Lowell Bailey n’imaginait sûrement pas être sacré champion du monde à 35 ans, lui qui ne s’était jamais imposé en Coupe du monde et pensait arrêter sa carrière l’année dernière. Bien lui a pris de la poursuivre… Franck Fife/AFP
On attendait encore Martin Fourcade, mais le Français a échoué à la 3e place de l'individuel des Mondiaux 2017 de biathlon à Hochfilzen (Autriche), laissant la victoire au vétéran américain Lowell Bailey et ne parvenant pas à égaler deux des records d'Ole Einar Bjoerndalen. Fourcade devra patienter encore un peu avant d'arriver à la hauteur du légendaire norvégien, auteur de 12 succès en une saison et sacré 11 fois champion du monde. Ce n'est peut-être que partie remise avec la mass start de demain, mais son échec est tout de même une surprise dans une spécialité qui lui réussit d'habitude parfaitement.
Triple tenant du titre et champion olympique de l'individuel, Fourcade a été trahi par son tir couché (2 erreurs), alors que Bailey et le Tchèque Ondrej Moravec (2e) ont effectué un sans-faute à la carabine. Dommage pour le Français, qui a de nouveau démontré sa supériorité sur les skis en ne terminant qu'à 21,2 secondes du vainqueur, malgré sa défaillance au tir. Il pourra néanmoins se consoler avec le gain du Petit Globe de cristal de la spécialité et une 4e médaille en 4 courses (or de la poursuite, argent du relais mixte, bronze du sprint et de l'individuel).
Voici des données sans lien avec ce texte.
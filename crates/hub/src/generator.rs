//! Stateful value generator for the simulated farm.
//!
//! Each sensor's next value is a small perturbation of its last one:
//! - Mean reversion toward a time-of-day target (the drift)
//! - A little momentum from the recent trend
//! - Bounded noise scaled to the sensor's normal band
//!
//! Targets are expressed as a fraction of the normal band, 0.0 at
//! `min_normal` and 1.0 at `max_normal`.  Results are clamped to the
//! critical band and rounded for display stability.

use std::collections::{HashMap, VecDeque};
use std::f64::consts::PI;

use time::{OffsetDateTime, UtcOffset};

use crate::sensor::{Reading, Sensor, SensorType};
use crate::status::classify;

/// Fraction of the gap to the time-of-day target closed per tick.
const REVERSION: f64 = 0.08;

/// Share of the average recent step carried into the next one.
const MOMENTUM: f64 = 0.2;

/// Noise sigma as a fraction of the normal band width.
const NOISE_FRAC: f64 = 0.02;

/// Grow lights (and ventilation) run 06:00..22:00.
const LIGHTS_ON: f64 = 6.0;
const LIGHTS_OFF: f64 = 22.0;

/// Irrigation pulses start at these hours.
const IRRIGATION_HOURS: [f64; 3] = [6.0, 12.0, 18.0];

// ---------------------------------------------------------------------------
// Gaussian approximation
// ---------------------------------------------------------------------------

/// Irwin-Hall: sum of 12 uniform [0,1) values minus 6.  Bounded to [-6, 6].
fn approx_std_normal() -> f64 {
    let mut sum: f64 = 0.0;
    for _ in 0..12 {
        sum += fastrand::f64();
    }
    sum - 6.0
}

// ---------------------------------------------------------------------------
// Time-of-day shaping
// ---------------------------------------------------------------------------

fn lights_on(hour: f64) -> bool {
    (LIGHTS_ON..LIGHTS_OFF).contains(&hour)
}

/// Sinusoid peaking at 14:00 and bottoming out at 02:00.
fn day_curve(hour: f64) -> f64 {
    (2.0 * PI * (hour - 8.0) / 24.0).sin()
}

/// Hours elapsed since the most recent irrigation pulse.
fn hours_since_irrigation(hour: f64) -> f64 {
    IRRIGATION_HOURS
        .iter()
        .map(|&start| (hour - start).rem_euclid(24.0))
        .fold(f64::INFINITY, f64::min)
}

/// Target position inside the normal band for `sensor_type` at `hour`
/// (fractional hours, 0.0..24.0).
pub fn target_fraction(sensor_type: SensorType, hour: f64) -> f64 {
    match sensor_type {
        SensorType::Temperature => 0.5 + 0.45 * day_curve(hour),
        SensorType::Humidity => 0.5 - 0.45 * day_curve(hour),
        SensorType::Light => {
            if lights_on(hour) {
                0.85
            } else {
                0.1
            }
        }
        SensorType::SoilMoisture => {
            // Boost right after a pulse, then evaporative decline.
            let since = hours_since_irrigation(hour);
            (0.95 - 0.12 * since).max(0.2)
        }
        SensorType::Co2 => {
            if lights_on(hour) {
                // Plants draw CO2 down; ventilation cycles every 3h.
                0.35 + 0.15 * (2.0 * PI * hour / 3.0).sin()
            } else {
                0.8
            }
        }
    }
}

/// Deterministic drift: a pull from `last` toward the target for this hour.
pub fn drift(sensor: &Sensor, hour: f64, last: f64) -> f64 {
    let t = &sensor.thresholds;
    let target = t.min_normal + target_fraction(sensor.sensor_type, hour) * t.normal_width();
    REVERSION * (target - last)
}

// ---------------------------------------------------------------------------
// Generator
// ---------------------------------------------------------------------------

/// In-memory trend state for one sensor.  Lost on restart.
struct TrendState {
    history: VecDeque<f64>,
    last_ts: i64,
}

pub struct ValueGenerator {
    history_len: usize,
    offset: UtcOffset,
    trends: HashMap<String, TrendState>,
}

impl ValueGenerator {
    /// `history_len` bounds the per-sensor trend window; `offset` is the
    /// farm's local offset used to derive the hour of day.
    pub fn new(history_len: usize, offset: UtcOffset) -> Self {
        Self {
            history_len: history_len.max(1),
            offset,
            trends: HashMap::new(),
        }
    }

    /// Fractional hour of day at the farm.
    pub fn hour_of_day(&self, now: OffsetDateTime) -> f64 {
        let local = now.to_offset(self.offset);
        local.hour() as f64 + local.minute() as f64 / 60.0 + local.second() as f64 / 3600.0
    }

    /// Produce one reading per active sensor.
    pub fn generate(&mut self, sensors: &[Sensor], now: OffsetDateTime) -> Vec<Reading> {
        let hour = self.hour_of_day(now);
        let now_ms = (now.unix_timestamp_nanos() / 1_000_000) as i64;

        sensors
            .iter()
            .filter(|s| s.active)
            .map(|sensor| {
                let value = self.next_value(sensor, hour);
                let ts = self.next_ts(&sensor.sensor_id, now_ms);
                Reading {
                    sensor_id: sensor.sensor_id.clone(),
                    zone_id: sensor.zone_id.clone(),
                    value,
                    unit: sensor.unit.clone(),
                    status: classify(value, &sensor.thresholds),
                    ts,
                }
            })
            .collect()
    }

    /// Advance `sensor` by one step and return the new value.
    pub fn next_value(&mut self, sensor: &Sensor, hour: f64) -> f64 {
        let t = &sensor.thresholds;
        let cap = self.history_len;
        let state = self
            .trends
            .entry(sensor.sensor_id.clone())
            .or_insert_with(|| TrendState {
                history: VecDeque::new(),
                last_ts: i64::MIN,
            });

        let raw = match state.history.back() {
            None => t.min_normal + fastrand::f64() * t.normal_width(),
            Some(&last) => {
                let momentum = match state.history.front() {
                    Some(&first) if state.history.len() > 1 => {
                        MOMENTUM * (last - first) / (state.history.len() - 1) as f64
                    }
                    _ => 0.0,
                };
                let noise = NOISE_FRAC * t.normal_width() * approx_std_normal();
                last + drift(sensor, hour, last) + momentum + noise
            }
        };

        let value = t.clamp(sensor.sensor_type.round(raw));

        if state.history.len() >= cap {
            state.history.pop_front();
        }
        state.history.push_back(value);
        value
    }

    /// Strictly increasing per-sensor timestamp.
    fn next_ts(&mut self, sensor_id: &str, now_ms: i64) -> i64 {
        match self.trends.get_mut(sensor_id) {
            Some(state) => {
                let ts = if now_ms > state.last_ts {
                    now_ms
                } else {
                    state.last_ts + 1
                };
                state.last_ts = ts;
                ts
            }
            None => now_ms,
        }
    }

    #[cfg(test)]
    fn history(&self, sensor_id: &str) -> Option<&VecDeque<f64>> {
        self.trends.get(sensor_id).map(|s| &s.history)
    }
}

// ===========================================================================
// Tests
// ===========================================================================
Les petits moments de faiblesse de Fourcade ont en tous les cas fait le bonheur de Bailey, qui n'imaginait sûrement pas se retrouver à pareille fête à 35 ans, lui qui ne s'était jamais imposé en Coupe du monde et pensait arrêter sa carrière l'année dernière. Il a bien fait de continuer, puisqu'il offre, du même coup, un premier succès aux États-Unis. « J'attends que quelqu'un me réveille, a déclaré l'Américain. C'est incroyable, c'est comme un rêve. Pour moi, cette victoire a beaucoup de signification au vu de tout le travail fourni pour y arriver, pas seulement par moi mais par toute l'équipe. Je voulais une médaille mondiale depuis longtemps et je suis heureux de pouvoir la partager avec tout le staff. »
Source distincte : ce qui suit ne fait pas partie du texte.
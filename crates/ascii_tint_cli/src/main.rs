mod ansi;
mod logging;

use std::fs;
use std::io::{self, Read, Write};
use std::path::{Path, PathBuf};
use std::thread;
use std::time::Instant;

use anyhow::{Context, Result};
use ascii_tint::site::accent::load_accent_index;
use ascii_tint::site::cycle::{CycleTimer, LogoController};
use ascii_tint::site::document::StaticDocument;
use ascii_tint::site::page::{Page, PageEvent, PageLayout};
use ascii_tint::site::store::JsonFileStore;
use ascii_tint::{wrap_pre, Colorizer, SiteConfig};
use clap::{ArgAction, Parser, Subcommand};
use crossterm::{cursor, queue};
use indicatif::{ProgressBar, ProgressStyle};
use log::{debug, info};
use walkdir::WalkDir;

const DEFAULT_STATE_FILE: &str = "ascii-tint-state.json";

#[derive(Parser, Debug)]
#[command(author, version, about = "Tint ASCII art logos by contiguous glyph columns")]
struct Cli {
    /// Site configuration file (TOML)
    #[arg(long, global = true)]
    config: Option<PathBuf>,
    /// Persisted state file holding the accent index and theme flag
    #[arg(long, global = true)]
    state: Option<PathBuf>,
    /// Increase log verbosity (repeatable)
    #[arg(short, long, global = true, action = ArgAction::Count)]
    verbose: u8,
    /// Silence all logging
    #[arg(short, long, global = true)]
    quiet: bool,
    #[command(subcommand)]
    command: Commands,
}

#[derive(Subcommand, Debug)]
enum Commands {
    /// Print tinted ASCII art to the terminal
    Preview(PreviewArgs),
    /// Write tinted markup for one ASCII art file
    Convert(ConvertArgs),
    /// Convert every `.txt` file under a directory to markup
    Batch(BatchArgs),
    /// Cycle the palette over ASCII art in the terminal
    Cycle(CycleArgs),
    /// Load a page, replay events and print the resulting document as JSON
    Page(PageArgs),
}

#[derive(Parser, Debug)]
struct PreviewArgs {
    /// Input text file (`-` for stdin)
    input: PathBuf,
    /// Palette offset; defaults to the stored accent index
    #[arg(long, allow_hyphen_values = true)]
    offset: Option<i64>,
}

#[derive(Parser, Debug)]
struct ConvertArgs {
    /// Input text file (`-` for stdin)
    input: PathBuf,
    /// Output file path
    #[arg(short, long)]
    output: PathBuf,
    /// Palette offset; defaults to the stored accent index
    #[arg(long, allow_hyphen_values = true)]
    offset: Option<i64>,
    /// Wrap the markup in a `<pre>` element with this id
    #[arg(long)]
    pre_id: Option<String>,
}

#[derive(Parser, Debug)]
struct BatchArgs {
    /// Directory searched recursively for `.txt` files
    input: PathBuf,
    /// Output directory for `.html` files
    #[arg(short, long)]
    out_dir: PathBuf,
    /// Palette offset; defaults to the stored accent index
    #[arg(long, allow_hyphen_values = true)]
    offset: Option<i64>,
}

#[derive(Parser, Debug)]
struct CycleArgs {
    /// Input text file (`-` for stdin)
    input: PathBuf,
    /// Number of color steps before exiting
    #[arg(long, default_value_t = 7)]
    ticks: u32,
    /// Override the configured cycle interval in milliseconds
    #[arg(long)]
    interval_ms: Option<u64>,
}

#[derive(Parser, Debug)]
struct PageArgs {
    /// Logo art file; the page has no logo when omitted
    #[arg(long)]
    logo: Option<PathBuf>,
    /// Path of the current document
    #[arg(long, default_value = "/index.html")]
    path: String,
    /// Navigation link targets, in page order
    #[arg(long = "nav")]
    nav: Vec<String>,
    /// Number of logo clicks to replay
    #[arg(long, default_value_t = 0)]
    click: u32,
    /// Replay one theme toggle
    #[arg(long)]
    toggle_theme: bool,
    /// The page has no theme toggle control
    #[arg(long)]
    no_toggle: bool,
    /// The page has no research image
    #[arg(long)]
    no_image: bool,
    /// The page footer has no year placeholder
    #[arg(long)]
    no_year: bool,
}

fn main() -> Result<()> {
    let cli = Cli::parse();
    logging::initialize(logging::level_from_flags(cli.quiet, cli.verbose))
        .context("failed to install logger")?;

    let config = match &cli.config {
        Some(path) => {
            SiteConfig::load(path).with_context(|| format!("failed to load config {:?}", path))?
        },
        None => SiteConfig::default(),
    };
    let state_path = cli
        .state
        .clone()
        .or_else(|| config.storage.path.clone())
        .unwrap_or_else(|| PathBuf::from(DEFAULT_STATE_FILE));
    debug!("using state file {}", state_path.display());

    match cli.command {
        Commands::Preview(args) => preview(args, &config, &state_path),
        Commands::Convert(args) => convert(args, &config, &state_path),
        Commands::Batch(args) => batch(args, &config, &state_path),
        Commands::Cycle(args) => cycle(args, &config, &state_path),
        Commands::Page(args) => page(args, config, &state_path),
    }
}

fn preview(args: PreviewArgs, config: &SiteConfig, state_path: &Path) -> Result<()> {
    let colorizer = colorizer(config)?;
    let offset = resolve_offset(args.offset, state_path);
    let text = read_input(&args.input)?;

    let grid = colorizer.render(&text, offset);
    ansi::write_grid(&mut io::stdout().lock(), &grid)?;
    Ok(())
}

fn convert(args: ConvertArgs, config: &SiteConfig, state_path: &Path) -> Result<()> {
    let colorizer = colorizer(config)?;
    let offset = resolve_offset(args.offset, state_path);
    let text = read_input(&args.input)?;

    let mut html = colorizer.render_html(&text, offset);
    if let Some(id) = &args.pre_id {
        html = wrap_pre(id, &html);
    }

    fs::write(&args.output, html).with_context(|| format!("failed to write {:?}", args.output))?;
    info!("wrote {}", args.output.display());
    Ok(())
}

fn batch(args: BatchArgs, config: &SiteConfig, state_path: &Path) -> Result<()> {
    let colorizer = colorizer(config)?;
    let offset = resolve_offset(args.offset, state_path);

    let inputs = collect_text_files(&args.input)?;
    fs::create_dir_all(&args.out_dir)
        .with_context(|| format!("failed to create output directory {:?}", args.out_dir))?;

    let progress = ProgressBar::new(inputs.len() as u64);
    progress.set_style(
        ProgressStyle::with_template(
            "{spinner} [{elapsed_precise}] [{bar:40.cyan/blue}] {pos}/{len} files",
        )
        .context("invalid progress template")?
        .progress_chars("=> "),
    );

    for input in &inputs {
        let relative = input.strip_prefix(&args.input).unwrap_or(input);
        let output = args.out_dir.join(relative).with_extension("html");
        if let Some(parent) = output.parent() {
            fs::create_dir_all(parent)
                .with_context(|| format!("failed to create output directory {:?}", parent))?;
        }

        let text =
            fs::read_to_string(input).with_context(|| format!("failed to read {:?}", input))?;
        fs::write(&output, colorizer.render_html(&text, offset))
            .with_context(|| format!("failed to write {:?}", output))?;
        progress.inc(1);
    }

    progress.finish_with_message(format!("Markup written to {:?}", args.out_dir));
    Ok(())
}

fn cycle(args: CycleArgs, config: &SiteConfig, state_path: &Path) -> Result<()> {
    let palette = config.palette().context("invalid palette")?;
    let interval = match args.interval_ms {
        Some(ms) => std::time::Duration::from_millis(ms.max(1)),
        None => config.cycle.interval(),
    };
    let text = read_input(&args.input)?;

    let mut store = JsonFileStore::open(state_path);
    let mut document = StaticDocument::new();
    let mut controller = LogoController::new(palette, CycleTimer::new(interval, true));

    let stored = load_accent_index(&store);
    controller.set_offset(stored, &mut store, &mut document);
    controller.attach_logo(&text, &mut document);

    let mut stdout = io::stdout().lock();
    let Some(logo) = controller.logo() else {
        return Ok(());
    };
    let height = logo.height() as u16;
    ansi::write_grid(&mut stdout, logo)?;

    controller.start(Instant::now());
    let mut remaining = args.ticks;
    while remaining > 0 {
        if let Some(deadline) = controller.next_deadline() {
            let now = Instant::now();
            if deadline > now {
                thread::sleep(deadline - now);
            }
        }

        if !controller.update(Instant::now(), &mut store, &mut document) {
            continue;
        }
        remaining -= 1;

        if let Some(logo) = controller.logo() {
            if height > 0 {
                queue!(stdout, cursor::MoveUp(height))?;
            }
            ansi::write_grid(&mut stdout, logo)?;
        }
    }

    controller.stop();
    info!("stopped at accent index {}", controller.offset());
    Ok(())
}

fn page(args: PageArgs, config: SiteConfig, state_path: &Path) -> Result<()> {
    let logo_text = args.logo.as_deref().map(read_input).transpose()?;
    let layout = PageLayout {
        path: args.path,
        nav_hrefs: args.nav,
        logo_text,
        has_theme_toggle: !args.no_toggle,
        has_research_image: !args.no_image,
        has_footer_year: !args.no_year,
    };

    let store = JsonFileStore::open(state_path);
    let now = Instant::now();
    let mut page = Page::load(layout, config, store, StaticDocument::new(), now)
        .context("failed to load page")?;

    for _ in 0..args.click {
        page.handle(PageEvent::LogoClicked, now);
    }
    if args.toggle_theme {
        page.handle(PageEvent::ThemeToggled, now);
    }

    let report = serde_json::json!({
        "accent_index": page.accent_offset(),
        "theme": page.theme(),
        "document": page.document(),
    });

    let mut stdout = io::stdout().lock();
    serde_json::to_writer_pretty(&mut stdout, &report)?;
    writeln!(stdout)?;
    Ok(())
}

fn colorizer(config: &SiteConfig) -> Result<Colorizer> {
    Ok(Colorizer::new(config.palette().context("invalid palette")?))
}

fn resolve_offset(offset: Option<i64>, state_path: &Path) -> i64 {
    offset.unwrap_or_else(|| load_accent_index(&JsonFileStore::open(state_path)))
}

fn read_input(path: &Path) -> Result<String> {
    if path == Path::new("-") {
        let mut text = String::new();
        io::stdin().read_to_string(&mut text).context("failed to read stdin")?;
        return Ok(text);
    }
    fs::read_to_string(path).with_context(|| format!("failed to read {:?}", path))
}

fn collect_text_files(path: &Path) -> Result<Vec<PathBuf>> {
    let mut entries: Vec<PathBuf> = WalkDir::new(path)
        .into_iter()
        .filter_map(|entry| entry.ok())
        .filter(|entry| entry.file_type().is_file())
        .map(|entry| entry.path().to_path_buf())
        .filter(|path| {
            path.extension()
                .and_then(|ext| ext.to_str())
                .is_some_and(|ext| ext.eq_ignore_ascii_case("txt"))
        })
        .collect();
    entries.sort();
    if entries.is_empty() {
        anyhow::bail!("no .txt files found in {:?}", path);
    }
    Ok(entries)
}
Avec seulement 3,3 secondes d'avance sur Moravec, Bailey est vraiment allé chercher ce succès après les frustrations vécues sur le sprint (4e) et la poursuite (6e). « La dernière boucle m'a paru durer 40 km et non quatre, a-t-il ainsi confié. J'ai eu la chance d'être parmi les derniers à partir et donc je connaissais les temps intermédiaires d'Ondrej. J'étais en colère contre moi-même d'avoir laissé passer une médaille sur la poursuite et j'ai refait la dernière boucle des centaines de fois dans ma tête. Après le dernier passage au tir, je me suis dit : ''Ne laisse pas passer la médaille''. » Sa persévérance a fini par payer.